Cluster Shared Volumes allow multiple Hyper-V hosts to have simultaneous read-write access to the same shared storage. When a given node performs disk I/O, the node is communicating directly with the storage appliance. However, a single node that is referred to as the coordinator node “owns” the physical disk resource that is associated with the LUN. This coordinator node as displayed in Failover Cluster Manager is designated as Owner Node.

Changes in the CSV volume file system are synchronized with the other members of the Hyper-V cluster. This is done through a special kind of metadata that is shared between the hosts. Examples of CSV activity that is synchronized include Hyper-V virtual machines being created, started, stopped, or deleted. Migration of virtual machines also needs to be synchronized on each of the physical nodes that access the VM.

The synchronization between the hosts is taken care of using SMB 3.0. In cases of storage connectivity failures and certain storage operations that can prevent a Hyper-V host from communicating directly with storage, the node redirects the disk I/O through a cluster network to the coordinator node where the disk is currently mounted. If the coordinator node fails, the disk I/O is queued while another coordinator node is designated that does have access.

When choosing a file system for formatting a Cluster Shared Volume, you need to take this I/O redirection into account along with the type of Hyper-V cluster storage being mounted.

It is highly recommended if you are not using Storage Spaces Direct, to use NTFS instead of ReFS. The reason for this is that when ReFS is used for Cluster Shared Volumes, it always runs in file system redirection mode which means all the I/O is redirected back through the coordinator node for the volume. This can lead to serious performance issues outside of Storage Spaces Direct.

How is the Cluster Shared Volume configured or enabled?
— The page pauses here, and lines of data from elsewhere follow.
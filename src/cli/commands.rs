//! Command implementations for the yard processor CLI
//!
//! This module contains the command execution logic: logging setup,
//! configuration loading, choosing between a fresh upload and the latest
//! stored snapshot, and handing results to the report renderers.

use crate::app::adapters::filesystem::read_rows;
use crate::app::adapters::repository::{JsonFileRepository, YardRepository, YardSnapshot};
use crate::app::models::{BlockConfig, Container};
use crate::app::services::yard_parser::{ParseResult, YardParser};
use crate::app::services::yard_stats::{
    calculate_block_stats, calculate_vessel_stats, find_out_of_layout, search_containers,
    yard_totals,
};
use crate::cli::args::{Args, Commands, ParseArgs, SearchArgs, StatsArgs, VesselsArgs};
use crate::cli::report;
use crate::config::Config;
use anyhow::{Context, Result, bail};
use std::path::Path;
use tracing::{debug, info, warn};

/// Main command runner for the yard processor
///
/// 1. Validate arguments and load configuration
/// 2. Set up logging
/// 3. Run the selected command and print its report to stdout
pub async fn run(args: Args) -> Result<()> {
    args.validate()?;

    let config = load_configuration(&args)?;
    setup_logging(&args, &config)?;

    info!("Starting yard processor");
    debug!("Command line arguments: {:?}", args);
    log_configuration_source(&config);
    debug!("Loaded configuration: {:?}", config);

    let Some(command) = args.command else {
        bail!("No command given");
    };

    match command {
        Commands::Parse(parse_args) => run_parse(&config, parse_args).await,
        Commands::Stats(stats_args) => run_stats(&config, stats_args).await,
        Commands::Vessels(vessels_args) => run_vessels(&config, vessels_args).await,
        Commands::Search(search_args) => run_search(&config, search_args).await,
    }
}

/// Set up tracing output on stderr
///
/// `RUST_LOG` wins when set; otherwise `-q`/`-v` and then the configured level
/// decide the filter.
fn setup_logging(args: &Args, config: &Config) -> Result<()> {
    use tracing_subscriber::{EnvFilter, fmt, layer::SubscriberExt, util::SubscriberInitExt};

    let log_level = args
        .log_level_override()
        .unwrap_or(config.logging.level.as_str());

    let filter = EnvFilter::try_from_default_env()
        .unwrap_or_else(|_| EnvFilter::new(format!("yard_processor={}", log_level)));

    tracing_subscriber::registry()
        .with(filter)
        .with(
            fmt::layer()
                .with_target(false)
                .with_level(true)
                .with_writer(std::io::stderr)
                .compact(),
        )
        .try_init()
        .context("Failed to initialise logging")?;

    debug!("Logging initialized at level: {}", log_level);
    Ok(())
}

/// Load configuration using layered approach (defaults -> file -> env)
fn load_configuration(args: &Args) -> Result<Config> {
    let config = Config::load_layered(args.config_file.as_deref())
        .context("Failed to load configuration")?;
    Ok(config)
}

/// Report where the configuration came from
///
/// Loading happens before the subscriber exists, so the source is recorded on
/// the config and logged here.
fn log_configuration_source(config: &Config) {
    match &config.source.file {
        Some(path) => info!("Using config file {}", path.display()),
        None => debug!("No config file found, using built-in defaults"),
    }
    for key in &config.source.env_overrides {
        debug!("Configuration overridden by {}", key);
    }
}

fn open_repository(config: &Config) -> Result<JsonFileRepository> {
    let store_path = config.store_path()?;
    let repository = JsonFileRepository::open(&store_path)
        .with_context(|| format!("Failed to open snapshot store {}", store_path.display()))?;
    Ok(repository)
}

/// Read and parse one upload
fn parse_upload(config: &Config, input: &Path) -> Result<ParseResult> {
    let rows = read_rows(input).with_context(|| format!("Failed to read {}", input.display()))?;
    let parser = YardParser::new(config.column_mapping());
    Ok(parser.parse_rows(&rows))
}

/// Containers from the given upload, or from the latest stored snapshot
fn load_containers(config: &Config, input: Option<&Path>) -> Result<Vec<Container>> {
    if let Some(input) = input {
        return Ok(parse_upload(config, input)?.containers);
    }

    let repository = open_repository(config)?;
    match repository.load_latest()? {
        Some(snapshot) => {
            info!(
                "Using stored snapshot '{}' uploaded at {}",
                snapshot.filename, snapshot.uploaded_at
            );
            Ok(snapshot.containers)
        }
        None => bail!(
            "No stored snapshot in {}; run `yard-processor parse <INPUT> --save` first",
            repository.store_path().display()
        ),
    }
}

/// Log records that do not fit the configured layout
fn warn_out_of_layout(containers: &[Container], layout: &[BlockConfig]) {
    let issues = find_out_of_layout(containers, layout);
    if issues.is_empty() {
        return;
    }

    warn!(
        "{} container records fall outside the configured layout",
        issues.len()
    );
    for issue in &issues {
        debug!(
            "{} at {}/{}/{}/{}: {:?}",
            issue.id, issue.block, issue.bay, issue.row, issue.tier, issue.issue
        );
    }
}

async fn run_parse(config: &Config, args: ParseArgs) -> Result<()> {
    let result = parse_upload(config, &args.input)?;
    warn_out_of_layout(&result.containers, &config.layout.blocks);

    let filename = args
        .input
        .file_name()
        .map(|name| name.to_string_lossy().into_owned())
        .unwrap_or_else(|| args.input.display().to_string());

    let output = report::parse_report(&filename, &result, args.format)?;

    if args.save {
        let repository = open_repository(config)?;
        repository
            .save(YardSnapshot::from_parse(filename.as_str(), result))
            .context("Failed to save snapshot")?;
        info!("Snapshot saved to {}", repository.store_path().display());
    }

    println!("{}", output);
    Ok(())
}

async fn run_stats(config: &Config, args: StatsArgs) -> Result<()> {
    let containers = load_containers(config, args.input.as_deref())?;
    warn_out_of_layout(&containers, &config.layout.blocks);

    let stats = calculate_block_stats(&containers, args.iso, &config.layout.blocks);
    let totals = yard_totals(&stats);

    println!("{}", report::stats_report(args.iso, &stats, &totals, args.format)?);
    Ok(())
}

async fn run_vessels(config: &Config, args: VesselsArgs) -> Result<()> {
    let containers = load_containers(config, args.input.as_deref())?;
    let data = calculate_vessel_stats(&containers, &config.layout.blocks);

    println!("{}", report::vessels_report(&data, args.format)?);
    Ok(())
}

async fn run_search(config: &Config, args: SearchArgs) -> Result<()> {
    let containers = load_containers(config, args.input.as_deref())?;
    let matches = search_containers(&args.query, &containers);
    debug!("Search '{}' matched {} containers", args.query, matches.len());

    println!("{}", report::search_report(&args.query, &matches, args.format)?);
    Ok(())
}
//! Snapshot store for parsed yards
//!
//! A snapshot is one parsed upload together with its statistics. Callers save
//! snapshots after parsing and later reload the most recent one instead of
//! re-reading the spreadsheet. Every save is announced on a broadcast channel
//! so long-running consumers can refresh.

use crate::app::models::Container;
use crate::app::services::yard_parser::{ParseResult, ParseStats};
use crate::constants::CHANGE_CHANNEL_CAPACITY;
use crate::{Error, Result};
use chrono::{DateTime, Utc};
use serde::{Deserialize, Serialize};
use std::fs::{self, File};
use std::io::{BufReader, BufWriter, Write};
use std::path::{Path, PathBuf};
use std::sync::{Mutex, MutexGuard};
use tokio::sync::broadcast;
use tracing::{debug, info};

/// One stored parse of an uploaded file
#[derive(Debug, Clone, PartialEq, Serialize, Deserialize)]
#[serde(rename_all = "camelCase")]
pub struct YardSnapshot {
    pub filename: String,
    pub uploaded_at: DateTime<Utc>,
    pub containers: Vec<Container>,
    pub vessels: Vec<String>,
    pub stats: ParseStats,
}

impl YardSnapshot {
    /// Snapshot of a parse result taken now
    pub fn from_parse(filename: impl Into<String>, result: ParseResult) -> Self {
        Self {
            filename: filename.into(),
            uploaded_at: Utc::now(),
            containers: result.containers,
            vessels: result.vessels,
            stats: result.stats,
        }
    }
}

/// Notification sent after the store changes
#[derive(Debug, Clone, PartialEq, Eq)]
pub enum YardChange {
    SnapshotSaved {
        filename: String,
        container_count: usize,
    },
}

/// Narrow persistence interface for yard snapshots
pub trait YardRepository {
    /// Store a snapshot and notify subscribers
    fn save(&self, snapshot: YardSnapshot) -> Result<()>;

    /// Most recent snapshot by upload time
    fn load_latest(&self) -> Result<Option<YardSnapshot>>;

    /// Container records of the most recent snapshot, empty if none
    fn load(&self) -> Result<Vec<Container>> {
        Ok(self
            .load_latest()?
            .map(|snapshot| snapshot.containers)
            .unwrap_or_default())
    }

    /// Receive a [`YardChange`] for every later save
    fn subscribe(&self) -> broadcast::Receiver<YardChange>;
}

fn latest(snapshots: &[YardSnapshot]) -> Option<YardSnapshot> {
    snapshots.iter().max_by_key(|s| s.uploaded_at).cloned()
}

fn notify(changes: &broadcast::Sender<YardChange>, snapshot: &YardSnapshot) {
    let change = YardChange::SnapshotSaved {
        filename: snapshot.filename.clone(),
        container_count: snapshot.stats.created_containers,
    };
    // No subscribers is not an error
    let receivers = changes.send(change).unwrap_or(0);
    debug!("Announced snapshot '{}' to {} subscribers", snapshot.filename, receivers);
}

fn lock(snapshots: &Mutex<Vec<YardSnapshot>>) -> Result<MutexGuard<'_, Vec<YardSnapshot>>> {
    snapshots
        .lock()
        .map_err(|_| Error::repository("snapshot store lock poisoned"))
}

/// Snapshots kept in memory only
pub struct InMemoryRepository {
    snapshots: Mutex<Vec<YardSnapshot>>,
    changes: broadcast::Sender<YardChange>,
}

impl InMemoryRepository {
    pub fn new() -> Self {
        let (changes, _) = broadcast::channel(CHANGE_CHANNEL_CAPACITY);
        Self {
            snapshots: Mutex::new(Vec::new()),
            changes,
        }
    }
}

impl Default for InMemoryRepository {
    fn default() -> Self {
        Self::new()
    }
}

impl YardRepository for InMemoryRepository {
    fn save(&self, snapshot: YardSnapshot) -> Result<()> {
        lock(&self.snapshots)?.push(snapshot.clone());
        notify(&self.changes, &snapshot);
        Ok(())
    }

    fn load_latest(&self) -> Result<Option<YardSnapshot>> {
        Ok(latest(&lock(&self.snapshots)?))
    }

    fn subscribe(&self) -> broadcast::Receiver<YardChange> {
        self.changes.subscribe()
    }
}

/// Snapshots stored together in a single JSON file
///
/// The whole file is rewritten on every save.
pub struct JsonFileRepository {
    store_path: PathBuf,
    snapshots: Mutex<Vec<YardSnapshot>>,
    changes: broadcast::Sender<YardChange>,
}

impl JsonFileRepository {
    /// Open the store at `store_path`, creating nothing until the first save
    pub fn open(store_path: impl Into<PathBuf>) -> Result<Self> {
        let store_path = store_path.into();

        let snapshots = if store_path.exists() {
            let file = File::open(&store_path).map_err(|e| {
                Error::io(format!("Failed to open store {}", store_path.display()), e)
            })?;
            serde_json::from_reader(BufReader::new(file)).map_err(|e| {
                Error::repository(format!(
                    "Store {} is corrupted: {}",
                    store_path.display(),
                    e
                ))
            })?
        } else {
            Vec::new()
        };

        debug!(
            "Opened snapshot store {} with {} snapshots",
            store_path.display(),
            snapshots.len()
        );

        let (changes, _) = broadcast::channel(CHANGE_CHANNEL_CAPACITY);
        Ok(Self {
            store_path,
            snapshots: Mutex::new(snapshots),
            changes,
        })
    }

    /// Location of the backing file
    pub fn store_path(&self) -> &Path {
        &self.store_path
    }

    fn persist(&self, snapshots: &[YardSnapshot]) -> Result<()> {
        if let Some(parent) = self.store_path.parent().filter(|p| !p.as_os_str().is_empty()) {
            fs::create_dir_all(parent).map_err(|e| {
                Error::io(format!("Failed to create store directory {}", parent.display()), e)
            })?;
        }

        let write_error = |e: std::io::Error| {
            Error::io(format!("Failed to write store {}", self.store_path.display()), e)
        };

        let file = File::create(&self.store_path).map_err(write_error)?;
        let mut writer = BufWriter::new(file);
        serde_json::to_writer_pretty(&mut writer, snapshots)
            .map_err(|e| Error::json("Failed to encode snapshots", e))?;
        writer.flush().map_err(write_error)?;
        writer
            .into_inner()
            .map_err(|e| write_error(e.into_error()))?
            .sync_all()
            .map_err(write_error)?;
        Ok(())
    }
}

impl YardRepository for JsonFileRepository {
    fn save(&self, snapshot: YardSnapshot) -> Result<()> {
        let mut snapshots = lock(&self.snapshots)?;
        snapshots.push(snapshot.clone());

        if let Err(e) = self.persist(&snapshots) {
            snapshots.pop();
            return Err(e);
        }
        drop(snapshots);

        info!(
            "Saved snapshot '{}' ({} containers) to {}",
            snapshot.filename,
            snapshot.stats.created_containers,
            self.store_path.display()
        );
        notify(&self.changes, &snapshot);
        Ok(())
    }

    fn load_latest(&self) -> Result<Option<YardSnapshot>> {
        Ok(latest(&lock(&self.snapshots)?))
    }

    fn subscribe(&self) -> broadcast::Receiver<YardChange> {
        self.changes.subscribe()
    }
}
This is an extremely easy part of the process. You can enable Cluster Shared Volumes by right-clicking on the volume you want to use for your virtual machine storage and select Add to Cluster Shared Volumes.

Configuring Hyper-V Shared Storage

Creating a Cluster Shared Volume
Configuring Hyper-V Shared Storage

After adding to Cluster Shared Volume
After you add the volume to a Cluster Shared Volume, the Assigned To column is designated as Cluster Shared Volume.

You can check and make sure you are not operating in File System Redirected Access mode by looking at the properties of the CSV volume.